Top of DATA PROVIDED

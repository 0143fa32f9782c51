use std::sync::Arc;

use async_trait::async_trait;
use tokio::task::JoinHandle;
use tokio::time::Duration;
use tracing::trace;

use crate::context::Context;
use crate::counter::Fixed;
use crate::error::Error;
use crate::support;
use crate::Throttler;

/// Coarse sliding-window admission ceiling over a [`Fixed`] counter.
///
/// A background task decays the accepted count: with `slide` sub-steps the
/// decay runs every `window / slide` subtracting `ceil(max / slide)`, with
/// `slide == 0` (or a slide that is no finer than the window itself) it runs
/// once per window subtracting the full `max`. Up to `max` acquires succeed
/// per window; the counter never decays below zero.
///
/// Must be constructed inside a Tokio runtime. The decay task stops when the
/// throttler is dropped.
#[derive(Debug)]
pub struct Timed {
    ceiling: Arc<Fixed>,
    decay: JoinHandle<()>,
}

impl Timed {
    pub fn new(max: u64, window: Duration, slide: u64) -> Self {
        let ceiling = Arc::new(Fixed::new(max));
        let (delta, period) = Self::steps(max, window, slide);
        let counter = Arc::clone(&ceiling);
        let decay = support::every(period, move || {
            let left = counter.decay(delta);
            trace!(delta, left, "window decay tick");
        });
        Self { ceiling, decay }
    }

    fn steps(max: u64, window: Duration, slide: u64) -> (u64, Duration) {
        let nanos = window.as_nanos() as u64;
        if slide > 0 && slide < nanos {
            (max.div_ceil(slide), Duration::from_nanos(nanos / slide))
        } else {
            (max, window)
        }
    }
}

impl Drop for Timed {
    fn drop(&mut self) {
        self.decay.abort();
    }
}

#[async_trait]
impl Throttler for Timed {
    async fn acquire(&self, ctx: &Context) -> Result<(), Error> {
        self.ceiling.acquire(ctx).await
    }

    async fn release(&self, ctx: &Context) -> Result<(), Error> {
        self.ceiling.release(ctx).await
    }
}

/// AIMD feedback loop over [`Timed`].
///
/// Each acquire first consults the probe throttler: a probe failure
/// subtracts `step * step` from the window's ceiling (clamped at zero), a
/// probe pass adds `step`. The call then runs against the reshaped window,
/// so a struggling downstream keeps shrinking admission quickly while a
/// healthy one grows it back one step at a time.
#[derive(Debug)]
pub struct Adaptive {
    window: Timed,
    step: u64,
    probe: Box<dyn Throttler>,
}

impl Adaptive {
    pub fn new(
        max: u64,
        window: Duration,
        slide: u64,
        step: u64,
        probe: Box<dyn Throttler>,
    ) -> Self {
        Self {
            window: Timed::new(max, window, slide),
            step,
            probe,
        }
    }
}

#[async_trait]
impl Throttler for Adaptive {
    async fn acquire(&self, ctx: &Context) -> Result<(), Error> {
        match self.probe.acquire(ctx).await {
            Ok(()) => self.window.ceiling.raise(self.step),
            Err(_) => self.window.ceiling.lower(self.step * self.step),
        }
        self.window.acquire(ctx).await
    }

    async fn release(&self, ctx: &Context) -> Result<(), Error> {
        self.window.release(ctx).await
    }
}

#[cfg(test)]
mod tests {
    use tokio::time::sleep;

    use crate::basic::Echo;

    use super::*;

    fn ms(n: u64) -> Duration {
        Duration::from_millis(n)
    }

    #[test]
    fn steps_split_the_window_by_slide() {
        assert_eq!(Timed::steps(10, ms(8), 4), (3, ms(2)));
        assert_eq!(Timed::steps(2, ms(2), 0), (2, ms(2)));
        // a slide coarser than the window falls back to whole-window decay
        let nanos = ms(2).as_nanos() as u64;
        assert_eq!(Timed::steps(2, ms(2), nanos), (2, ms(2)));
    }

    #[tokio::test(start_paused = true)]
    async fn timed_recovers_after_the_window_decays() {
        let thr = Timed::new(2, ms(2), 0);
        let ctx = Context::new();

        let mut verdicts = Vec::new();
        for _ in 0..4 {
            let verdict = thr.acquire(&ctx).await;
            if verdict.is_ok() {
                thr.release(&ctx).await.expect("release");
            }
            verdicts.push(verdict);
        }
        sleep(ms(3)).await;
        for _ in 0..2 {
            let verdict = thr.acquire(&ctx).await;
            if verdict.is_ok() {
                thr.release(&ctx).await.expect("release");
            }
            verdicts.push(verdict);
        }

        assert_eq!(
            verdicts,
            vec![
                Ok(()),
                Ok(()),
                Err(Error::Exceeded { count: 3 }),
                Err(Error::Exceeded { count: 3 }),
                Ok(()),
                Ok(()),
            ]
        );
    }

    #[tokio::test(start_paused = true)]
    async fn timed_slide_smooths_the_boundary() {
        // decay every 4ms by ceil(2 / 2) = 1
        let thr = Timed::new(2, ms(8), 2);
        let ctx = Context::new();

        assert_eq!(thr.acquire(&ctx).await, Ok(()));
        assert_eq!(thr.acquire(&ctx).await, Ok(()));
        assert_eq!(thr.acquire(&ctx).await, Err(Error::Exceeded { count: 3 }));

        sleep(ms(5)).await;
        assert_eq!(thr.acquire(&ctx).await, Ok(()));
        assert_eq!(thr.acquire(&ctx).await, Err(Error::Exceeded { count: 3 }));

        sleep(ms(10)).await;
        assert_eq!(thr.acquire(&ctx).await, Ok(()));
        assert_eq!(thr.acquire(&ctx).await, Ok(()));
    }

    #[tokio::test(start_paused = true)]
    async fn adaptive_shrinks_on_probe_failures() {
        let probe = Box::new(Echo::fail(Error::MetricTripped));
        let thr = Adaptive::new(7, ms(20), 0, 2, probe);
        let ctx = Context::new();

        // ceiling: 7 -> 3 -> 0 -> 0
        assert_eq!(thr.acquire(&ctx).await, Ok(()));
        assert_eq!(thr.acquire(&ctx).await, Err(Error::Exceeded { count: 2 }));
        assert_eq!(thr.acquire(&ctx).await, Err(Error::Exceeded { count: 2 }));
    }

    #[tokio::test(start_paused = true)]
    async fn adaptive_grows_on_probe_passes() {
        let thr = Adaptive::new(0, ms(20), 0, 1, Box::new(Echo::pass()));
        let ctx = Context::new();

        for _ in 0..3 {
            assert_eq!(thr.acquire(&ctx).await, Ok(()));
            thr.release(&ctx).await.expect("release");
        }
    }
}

Bottom of DATA PROVIDED

→ WORK TASK
Every entry above should be duplicated exactly.

→ ANSWER SECTION
repository 0143fa32f9782c51
use std::sync::Arc;

use async_trait::async_trait;
use tokio::task::JoinHandle;
use tokio::time::Duration;
use tracing::trace;

use crate::context::Context;
use crate::counter::Fixed;
use crate::error::Error;
use crate::support;
use crate::Throttler;

/// Coarse sliding-window admission ceiling over a [`Fixed`] counter.
///
/// A background task decays the accepted count: with `slide` sub-steps the
/// decay runs every `window / slide` subtracting `ceil(max / slide)`, with
/// `slide == 0` (or a slide that is no finer than the window itself) it runs
/// once per window subtracting the full `max`. Up to `max` acquires succeed
/// per window; the counter never decays below zero.
///
/// Must be constructed inside a Tokio runtime. The decay task stops when the
/// throttler is dropped.
#[derive(Debug)]
pub struct Timed {
    ceiling: Arc<Fixed>,
    decay: JoinHandle<()>,
}

impl Timed {
    pub fn new(max: u64, window: Duration, slide: u64) -> Self {
        let ceiling = Arc::new(Fixed::new(max));
        let (delta, period) = Self::steps(max, window, slide);
        let counter = Arc::clone(&ceiling);
        let decay = support::every(period, move || {
            let left = counter.decay(delta);
            trace!(delta, left, "window decay tick");
        });
        Self { ceiling, decay }
    }

    fn steps(max: u64, window: Duration, slide: u64) -> (u64, Duration) {
        let nanos = window.as_nanos() as u64;
        if slide > 0 && slide < nanos {
            (max.div_ceil(slide), Duration::from_nanos(nanos / slide))
        } else {
            (max, window)
        }
    }
}

impl Drop for Timed {
    fn drop(&mut self) {
        self.decay.abort();
    }
}

#[async_trait]
impl Throttler for Timed {
    async fn acquire(&self, ctx: &Context) -> Result<(), Error> {
        self.ceiling.acquire(ctx).await
    }

    async fn release(&self, ctx: &Context) -> Result<(), Error> {
        self.ceiling.release(ctx).await
    }
}

/// AIMD feedback loop over [`Timed`].
///
/// Each acquire first consults the probe throttler: a probe failure
/// subtracts `step * step` from the window's ceiling (clamped at zero), a
/// probe pass adds `step`. The call then runs against the reshaped window,
/// so a struggling downstream keeps shrinking admission quickly while a
/// healthy one grows it back one step at a time.
#[derive(Debug)]
pub struct Adaptive {
    window: Timed,
    step: u64,
    probe: Box<dyn Throttler>,
}

impl Adaptive {
    pub fn new(
        max: u64,
        window: Duration,
        slide: u64,
        step: u64,
        probe: Box<dyn Throttler>,
    ) -> Self {
        Self {
            window: Timed::new(max, window, slide),
            step,
            probe,
        }
    }
}

#[async_trait]
impl Throttler for Adaptive {
    async fn acquire(&self, ctx: &Context) -> Result<(), Error> {
        match self.probe.acquire(ctx).await {
            Ok(()) => self.window.ceiling.raise(self.step),
            Err(_) => self.window.ceiling.lower(self.step * self.step),
        }
        self.window.acquire(ctx).await
    }

    async fn release(&self, ctx: &Context) -> Result<(), Error> {
        self.window.release(ctx).await
    }
}

#[cfg(test)]
mod tests {
    use tokio::time::sleep;

    use crate::basic::Echo;

    use super::*;

    fn ms(n: u64) -> Duration {
        Duration::from_millis(n)
    }

    #[test]
    fn steps_split_the_window_by_slide() {
        assert_eq!(Timed::steps(10, ms(8), 4), (3, ms(2)));
        assert_eq!(Timed::steps(2, ms(2), 0), (2, ms(2)));
        // a slide coarser than the window falls back to whole-window decay
        let nanos = ms(2).as_nanos() as u64;
        assert_eq!(Timed::steps(2, ms(2), nanos), (2, ms(2)));
    }

    #[tokio::test(start_paused = true)]
    async fn timed_recovers_after_the_window_decays() {
        let thr = Timed::new(2, ms(2), 0);
        let ctx = Context::new();

        let mut verdicts = Vec::new();
        for _ in 0..4 {
            let verdict = thr.acquire(&ctx).await;
            if verdict.is_ok() {
                thr.release(&ctx).await.expect("release");
            }
            verdicts.push(verdict);
        }
        sleep(ms(3)).await;
        for _ in 0..2 {
            let verdict = thr.acquire(&ctx).await;
            if verdict.is_ok() {
                thr.release(&ctx).await.expect("release");
            }
            verdicts.push(verdict);
        }

        assert_eq!(
            verdicts,
            vec![
                Ok(()),
                Ok(()),
                Err(Error::Exceeded { count: 3 }),
                Err(Error::Exceeded { count: 3 }),
                Ok(()),
                Ok(()),
            ]
        );
    }

    #[tokio::test(start_paused = true)]
    async fn timed_slide_smooths_the_boundary() {
        // decay every 4ms by ceil(2 / 2) = 1
        let thr = Timed::new(2, ms(8), 2);
        let ctx = Context::new();

        assert_eq!(thr.acquire(&ctx).await, Ok(()));
        assert_eq!(thr.acquire(&ctx).await, Ok(()));
        assert_eq!(thr.acquire(&ctx).await, Err(Error::Exceeded { count: 3 }));

        sleep(ms(5)).await;
        assert_eq!(thr.acquire(&ctx).await, Ok(()));
        assert_eq!(thr.acquire(&ctx).await, Err(Error::Exceeded { count: 3 }));

        sleep(ms(10)).await;
        assert_eq!(thr.acquire(&ctx).await, Ok(()));
        assert_eq!(thr.acquire(&ctx).await, Ok(()));
    }

    #[tokio::test(start_paused = true)]
    async fn adaptive_shrinks_on_probe_failures() {
        let probe = Box::new(Echo::fail(Error::MetricTripped));
        let thr = Adaptive::new(7, ms(20), 0, 2, probe);
        let ctx = Context::new();

        // ceiling: 7 -> 3 -> 0 -> 0
        assert_eq!(thr.acquire(&ctx).await, Ok(()));
        assert_eq!(thr.acquire(&ctx).await, Err(Error::Exceeded { count: 2 }));
        assert_eq!(thr.acquire(&ctx).await, Err(Error::Exceeded { count: 2 }));
    }

    #[tokio::test(start_paused = true)]
    async fn adaptive_grows_on_probe_passes() {
        let thr = Adaptive::new(0, ms(20), 0, 1, Box::new(Echo::pass()));
        let ctx = Context::new();

        for _ in 0..3 {
            assert_eq!(thr.acquire(&ctx).await, Ok(()));
            thr.release(&ctx).await.expect("release");
        }
    }
}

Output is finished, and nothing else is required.